DATA SUPPLIED
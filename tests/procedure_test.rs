mod common;
use common::*;
use rmbasic::lang::ErrorCode;
use rmbasic::mach::Val;

#[test]
fn test_procedure_call() {
    let mut r = runtime(&[
        "10 Greet \"World\"",
        "20 PRINT \"done\"",
        "30 END",
        "40 PROCEDURE Greet Who$",
        "50 PRINT \"Hello \"; Who$",
        "60 ENDPROC",
    ]);
    assert_eq!(exec(&mut r, "RUN"), "Hello World\ndone\n");
    assert_eq!(exec(&mut r, "Greet \"again\""), "Hello again\n");
}

#[test]
fn test_procedure_receives_results() {
    let mut r = runtime(&[
        "10 Swap 1, 2 RECEIVE A, B",
        "20 PRINT A; B",
        "30 END",
        "40 PROCEDURE Swap X, Y RETURN P, Q",
        "50 P := Y : Q := X",
        "60 ENDPROC",
    ]);
    assert_eq!(exec(&mut r, "RUN"), "21\n");
}

#[test]
fn test_procedure_variables_stay_local() {
    let mut r = runtime(&[
        "10 X := 1",
        "20 Bump",
        "30 PRINT X",
        "40 END",
        "50 PROCEDURE Bump",
        "60 X := 99 : LEAVE",
        "70 PRINT \"never\"",
        "80 ENDPROC",
    ]);
    assert_eq!(exec(&mut r, "RUN"), "1\n");
    assert_eq!(r.var("X"), Some(Val::Number(1.0)));
}

#[test]
fn test_functions() {
    let mut r = runtime(&[
        "10 PRINT Square(4) + 1",
        "20 PRINT Greeting$(\"Bob\")",
        "30 END",
        "40 FUNCTION Square(N)",
        "50 RESULT N * N",
        "60 ENDFUN",
        "70 FUNCTION Greeting$(Name$)",
        "80 RESULT \"Hi \" + Name$",
        "90 ENDFUN",
    ]);
    assert_eq!(exec(&mut r, "RUN"), "17\nHi Bob\n");
}

#[test]
fn test_recursive_function() {
    let mut r = runtime(&[
        "10 PRINT Fact(5)",
        "20 END",
        "30 FUNCTION Fact(N)",
        "40 IF N <= 1 THEN RESULT 1",
        "50 RESULT N * Fact(N - 1)",
    ]);
    assert_eq!(exec(&mut r, "RUN"), "120\n");
}

#[test]
fn test_exit_errors() {
    let mut r = runtime(&[]);
    exec(&mut r, "ENDPROC");
    assert_eq!(error_code(&r), Some(ErrorCode::ProcedureExitWithoutCall));
    exec(&mut r, "LEAVE");
    assert_eq!(error_code(&r), Some(ErrorCode::ProcedureExitWithoutCall));
    exec(&mut r, "RESULT 1");
    assert_eq!(error_code(&r), Some(ErrorCode::FunctionExitWithoutCall));
    exec(&mut r, "Frobnicate 1");
    assert_eq!(error_code(&r), Some(ErrorCode::UnknownCommandProcedure));
}

#[test]
fn test_definition_errors() {
    let mut r = runtime(&["10 PROCEDURE Foo", "20 ENDPROC"]);
    exec(&mut r, "RUN");
    assert_eq!(error_code(&r), Some(ErrorCode::CannotExecuteDefinition));
    assert_eq!(r.last_error().and_then(|e| e.line_number()), Some(10));

    let mut r = runtime(&["10 PROCEDURE 5"]);
    exec(&mut r, "RUN");
    assert_eq!(error_code(&r), Some(ErrorCode::NameOfDefinitionRequired));

    let mut r = runtime(&["10 PRINT F(1)", "20 END", "30 FUNCTION F(X)", "40 ENDFUN"]);
    exec(&mut r, "RUN");
    assert_eq!(error_code(&r), Some(ErrorCode::NeedResultToExitFunction));
    assert_eq!(r.last_error().and_then(|e| e.line_number()), Some(40));
}

#[test]
fn test_argument_errors() {
    let mut r = runtime(&["10 Greet", "20 END", "30 PROCEDURE Greet A", "40 ENDPROC"]);
    exec(&mut r, "RUN");
    assert_eq!(error_code(&r), Some(ErrorCode::NotEnoughParameters));
    exec(&mut r, "Greet 1, 2");
    assert_eq!(error_code(&r), Some(ErrorCode::EndOfInstructionExpected));
    exec(&mut r, "Greet 1 RECEIVE");
    assert_eq!(error_code(&r), Some(ErrorCode::ReceiveVariablesNeeded));
}

#[test]
fn test_nesting_limit() {
    let mut r = runtime(&["10 Down", "20 END", "30 PROCEDURE Down", "40 Down"]);
    exec(&mut r, "RUN");
    assert_eq!(error_code(&r), Some(ErrorCode::FunctionNestingTooDeep));
}

#[test]
fn test_angle_mode() {
    let mut r = runtime(&[]);
    exec(&mut r, "SET DEG TRUE");
    assert_eq!(exec(&mut r, "PRINT SIN(90)"), "1\n");
    exec(&mut r, "SET RAD TRUE");
    assert_eq!(exec(&mut r, "PRINT SIN(0)"), "0\n");
    exec(&mut r, "SET DEG 5");
    assert_eq!(error_code(&r), Some(ErrorCode::TrueFalseValueNeeded));
}
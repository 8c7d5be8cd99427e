//! Interleaved channel helpers.

use crate::Sample;

/// Splits an interleaved buffer into one buffer per channel.
///
/// A trailing partial frame is dropped. `channels` of 0 yields no channels.
pub fn deinterleave(samples: &[Sample], channels: u16) -> Vec<Vec<Sample>> {
    let channels = channels as usize;
    if channels == 0 {
        return Vec::new();
    }

    let frames = samples.len() / channels;
    let mut split = vec![Vec::with_capacity(frames); channels];
    for frame in samples.chunks_exact(channels) {
        for (channel, &s) in split.iter_mut().zip(frame) {
            channel.push(s);
        }
    }
    split
}

/// Interleaves per-channel buffers into one buffer.
///
/// Output length is `shortest channel * channel count`.
pub fn interleave<S: AsRef<[Sample]>>(channels: &[S]) -> Vec<Sample> {
    let frames = channels
        .iter()
        .map(|c| c.as_ref().len())
        .min()
        .unwrap_or(0);

    let mut interleaved = Vec::with_capacity(frames * channels.len());
    for i in 0..frames {
        for channel in channels {
            interleaved.push(channel.as_ref()[i]);
        }
    }
    interleaved
}
//! Zero-padding waveforms to a common length.
//!
//! Padding never truncates. A waveform that is already long enough is
//! returned borrowed; only the one that needs extending is copied.

use std::borrow::Cow;

use crate::Sample;

/// Extends `samples` with trailing silence up to `len`.
///
/// Returns the input borrowed when it is already at least `len` samples long.
pub fn pad_to_length(samples: &[Sample], len: usize) -> Cow<'_, [Sample]> {
    if samples.len() >= len {
        return Cow::Borrowed(samples);
    }

    let mut padded = Vec::with_capacity(len);
    padded.extend_from_slice(samples);
    padded.resize(len, 0);
    Cow::Owned(padded)
}

/// Pads the shorter of two waveforms with trailing silence so both have the
/// same length. The longer waveform is left untouched.
pub fn pad_to_equal_length<'a>(
    a: &'a [Sample],
    b: &'a [Sample],
) -> (Cow<'a, [Sample]>, Cow<'a, [Sample]>) {
    let len = a.len().max(b.len());
    (pad_to_length(a, len), pad_to_length(b, len))
}
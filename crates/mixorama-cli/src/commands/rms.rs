//! RMS command implementation
//!
//! Folds inputs together two at a time with RMS mixing, low-pass filters the
//! result at the highest frequency estimated across the inputs and normalizes
//! it to the loudest input.

use std::path::PathBuf;
use std::process::ExitCode;

use anyhow::Result;
use colored::Colorize;
use mixorama_dsp::MixStrategy;

use super::pipeline::{frequency_estimate, load_input, MixSession};
use super::report::MixReport;
use super::reporting::{emit_json, print_mix_header, print_mix_report};

/// Options for the rms command.
#[derive(Debug, Clone)]
pub struct RmsOptions {
    /// Input files, at least two
    pub inputs: Vec<PathBuf>,
    /// Output file
    pub output: PathBuf,
}

/// Run the rms command
///
/// # Returns
/// Exit code: 0 on success, 1 on error
pub fn run(options: &RmsOptions, json_output: bool) -> Result<ExitCode> {
    if json_output {
        return emit_json(mix(options));
    }

    print_mix_header("rms", options.inputs.len());
    let report = mix(options)?;
    if report.cutoff_hz.is_none() {
        println!(
            "  {}",
            "No zero crossings found in any input; nothing to filter.".dimmed()
        );
    }
    print_mix_report(&report);
    Ok(ExitCode::SUCCESS)
}

/// Mixes the inputs and writes the output file.
pub fn mix(options: &RmsOptions) -> Result<MixReport> {
    let (first_path, rest) = options
        .inputs
        .split_first()
        .ok_or_else(|| anyhow::anyhow!("at least one input file is required"))?;

    let strategy = MixStrategy::Rms;

    let first = load_input(first_path)?;
    let mut highest_frequency = frequency_estimate(&first);
    let mut session = MixSession::new(first_path, first);

    for path in rest {
        let wave = load_input(path)?;
        highest_frequency = highest_frequency.max(frequency_estimate(&wave));
        session.fold(path, &wave, &strategy)?;
    }

    session.finish(&strategy, Some(highest_frequency), &options.output)
}
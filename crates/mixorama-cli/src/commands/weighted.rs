//! Weighted command implementation
//!
//! Pads every input to the longest one and mixes them in a single weighted
//! sum, one weight per input in the order given.

use std::path::PathBuf;
use std::process::ExitCode;

use anyhow::{Context, Result};
use mixorama_dsp::{pad_to_length, weighted_sum, MixStrategy};

use super::pipeline::{load_input, MixSession};
use super::report::MixReport;
use super::reporting::{emit_json, print_mix_header, print_mix_report};

/// Options for the weighted command.
#[derive(Debug, Clone)]
pub struct WeightedOptions {
    /// Input files
    pub inputs: Vec<PathBuf>,
    /// One weight per input
    pub weights: Vec<f64>,
    /// Output file
    pub output: PathBuf,
    /// Optional low-pass cutoff in Hz
    pub cutoff_hz: Option<f64>,
}

/// Run the weighted command
///
/// # Returns
/// Exit code: 0 on success, 1 on error
pub fn run(options: &WeightedOptions, json_output: bool) -> Result<ExitCode> {
    if json_output {
        return emit_json(mix(options));
    }

    print_mix_header("weighted", options.inputs.len());
    let report = mix(options)?;
    print_mix_report(&report);
    Ok(ExitCode::SUCCESS)
}

/// Mixes the inputs and writes the output file.
pub fn mix(options: &WeightedOptions) -> Result<MixReport> {
    let (first_path, rest) = options
        .inputs
        .split_first()
        .ok_or_else(|| anyhow::anyhow!("at least one input file is required"))?;

    let first = load_input(first_path)?;
    let mut waves = vec![first.samples.clone()];
    let mut session = MixSession::new(first_path, first);

    for path in rest {
        let wave = load_input(path)?;
        session.check_format(path, &wave)?;
        session.track_peak(&wave.samples);
        session.add_input(path);
        waves.push(wave.samples);
    }

    let len = waves.iter().map(Vec::len).max().unwrap_or(0);
    let padded: Vec<_> = waves.iter().map(|w| pad_to_length(w, len)).collect();
    let mixed = weighted_sum(&options.weights, &padded).context("Weighted mixing failed")?;
    session.set_combined(mixed);

    let strategy = MixStrategy::Weighted(options.weights.clone());
    session.finish(&strategy, options.cutoff_hz, &options.output)
}
//! Linear and weighted summation.

use super::validate::common_length;
use crate::error::{MixError, MixResult};
use crate::saturate::{saturate_f64, saturate_i64};
use crate::Sample;

/// Mixes waveforms by adding them together.
///
/// Each output sample is the saturated sum of the input samples at the same
/// index. The sum is accumulated in `i64`, so no realistic input count can
/// overflow before clamping.
///
/// # Errors
/// - [`MixError::EmptyInput`] when `inputs` is empty
/// - [`MixError::LengthMismatch`] when any input differs in length from the first
pub fn linear_sum<S: AsRef<[Sample]>>(inputs: &[S]) -> MixResult<Vec<Sample>> {
    let len = common_length(inputs)?;

    let combined = (0..len)
        .map(|i| {
            let sum: i64 = inputs.iter().map(|w| w.as_ref()[i] as i64).sum();
            saturate_i64(sum)
        })
        .collect();

    Ok(combined)
}

/// Mixes waveforms by scaling each one by its weight before summing.
///
/// `weights[j]` applies to `inputs[j]`. The weighted sum is accumulated in
/// `f64`, rounded, then saturated.
///
/// # Errors
/// - [`MixError::WeightCountMismatch`] when `weights.len() != inputs.len()`
/// - [`MixError::EmptyInput`] when `inputs` is empty
/// - [`MixError::LengthMismatch`] when any input differs in length from the first
pub fn weighted_sum<S: AsRef<[Sample]>>(weights: &[f64], inputs: &[S]) -> MixResult<Vec<Sample>> {
    if weights.len() != inputs.len() {
        return Err(MixError::WeightCountMismatch {
            weights: weights.len(),
            inputs: inputs.len(),
        });
    }
    let len = common_length(inputs)?;

    let combined = (0..len)
        .map(|i| {
            let sum: f64 = inputs
                .iter()
                .zip(weights)
                .map(|(w, &gain)| w.as_ref()[i] as f64 * gain)
                .sum();
            saturate_f64(sum)
        })
        .collect();

    Ok(combined)
}
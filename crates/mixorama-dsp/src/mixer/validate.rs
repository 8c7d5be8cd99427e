//! Input validation shared by every mixing strategy.

use crate::error::{MixError, MixResult};
use crate::Sample;

/// Checks that `inputs` is non-empty and that every waveform is as long as
/// the first one.
///
/// # Returns
/// The common waveform length.
pub(crate) fn common_length<S: AsRef<[Sample]>>(inputs: &[S]) -> MixResult<usize> {
    let expected = match inputs.first() {
        Some(first) => first.as_ref().len(),
        None => return Err(MixError::EmptyInput),
    };

    for (index, input) in inputs.iter().enumerate().skip(1) {
        let found = input.as_ref().len();
        if found != expected {
            return Err(MixError::LengthMismatch {
                index,
                expected,
                found,
            });
        }
    }

    Ok(expected)
}
//! Tests for the one-pole low-pass filter.

use pretty_assertions::assert_eq;

use super::*;

#[test]
fn test_low_pass_alpha_range() {
    let alpha = low_pass_alpha(44100, 15000.0);
    assert!(alpha > 0.0 && alpha < 1.0);

    // Higher cutoff smooths less
    assert!(low_pass_alpha(44100, 100.0) < low_pass_alpha(44100, 10000.0));
}

#[test]
fn test_low_pass_first_sample_passes_through() {
    let result = low_pass_filter(&[1234, 0, 0], 44100, 100.0);
    assert_eq!(result[0], 1234);
}

#[test]
fn test_low_pass_preserves_length() {
    let input: Vec<i16> = (0..500).map(|i| ((i % 7) * 100) as i16).collect();
    let result = low_pass_filter(&input, 44100, 1000.0);
    assert_eq!(result.len(), input.len());
}

#[test]
fn test_low_pass_empty_input() {
    assert!(low_pass_filter(&[], 44100, 1000.0).is_empty());
}

#[test]
fn test_low_pass_constant_signal_is_unchanged() {
    let input = vec![5000i16; 64];
    assert_eq!(low_pass_filter(&input, 44100, 200.0), input);
}

#[test]
fn test_low_pass_step_response_rises_monotonically() {
    let mut input = vec![0i16; 1];
    input.extend(std::iter::repeat(10000).take(2000));
    let result = low_pass_filter(&input, 44100, 500.0);

    for pair in result.windows(2) {
        assert!(pair[1] >= pair[0]);
    }
    assert!(result[1] > 0 && result[1] < 10000);
    // Settles close to the step height
    assert!(result[2000] > 9900);
}

#[test]
fn test_low_pass_attenuates_alternating_signal() {
    let input: Vec<i16> = (0..1000)
        .map(|i| if i % 2 == 0 { 10000 } else { -10000 })
        .collect();
    let result = low_pass_filter(&input, 44100, 100.0);
    let tail_peak = peak_amplitude(&result[500..]);
    assert!(tail_peak < 10000, "tail peak {} not attenuated", tail_peak);
}

#[test]
fn test_low_pass_matches_recurrence() {
    let input = [0i16, 1000, 1000, -1000];
    let alpha = low_pass_alpha(8000, 1000.0);
    let result = low_pass_filter(&input, 8000, 1000.0);

    let mut prev = 0.0_f64;
    for (i, &x) in input.iter().enumerate().skip(1) {
        let expected = (prev + alpha * (x as f64 - prev)) as i16;
        assert_eq!(result[i], expected);
        prev = expected as f64;
    }
}
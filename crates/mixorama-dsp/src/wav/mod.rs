//! WAV codec adapter.
//!
//! Container encode/decode is delegated to `hound`. This module only converts
//! between WAV files and flat 16-bit sample buffers:
//! - loading narrows any integer bit depth to 16 bits and duplicates mono
//!   files into interleaved stereo
//! - saving writes 16-bit PCM, single-channel unless a format says otherwise

mod channels;
mod format;
mod pcm;
mod reader;
mod writer;


// Re-export public API
pub use channels::{deinterleave, interleave};
pub use format::WavFormat;
pub use pcm::{compute_pcm_hash, samples_to_pcm16};
pub use reader::{load_wav, read_wav, WavData};
pub use writer::{save_wav, save_wav_with_format, write_wav};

WHAT THE EXERCISE ASKS
Copy all lines of the material above where the string "accumulated" occurs.

TASK RESPONSE
/// index. The sum is accumulated in `i64`, so no realistic input count can
/// `weights[j]` applies to `inputs[j]`. The weighted sum is accumulated in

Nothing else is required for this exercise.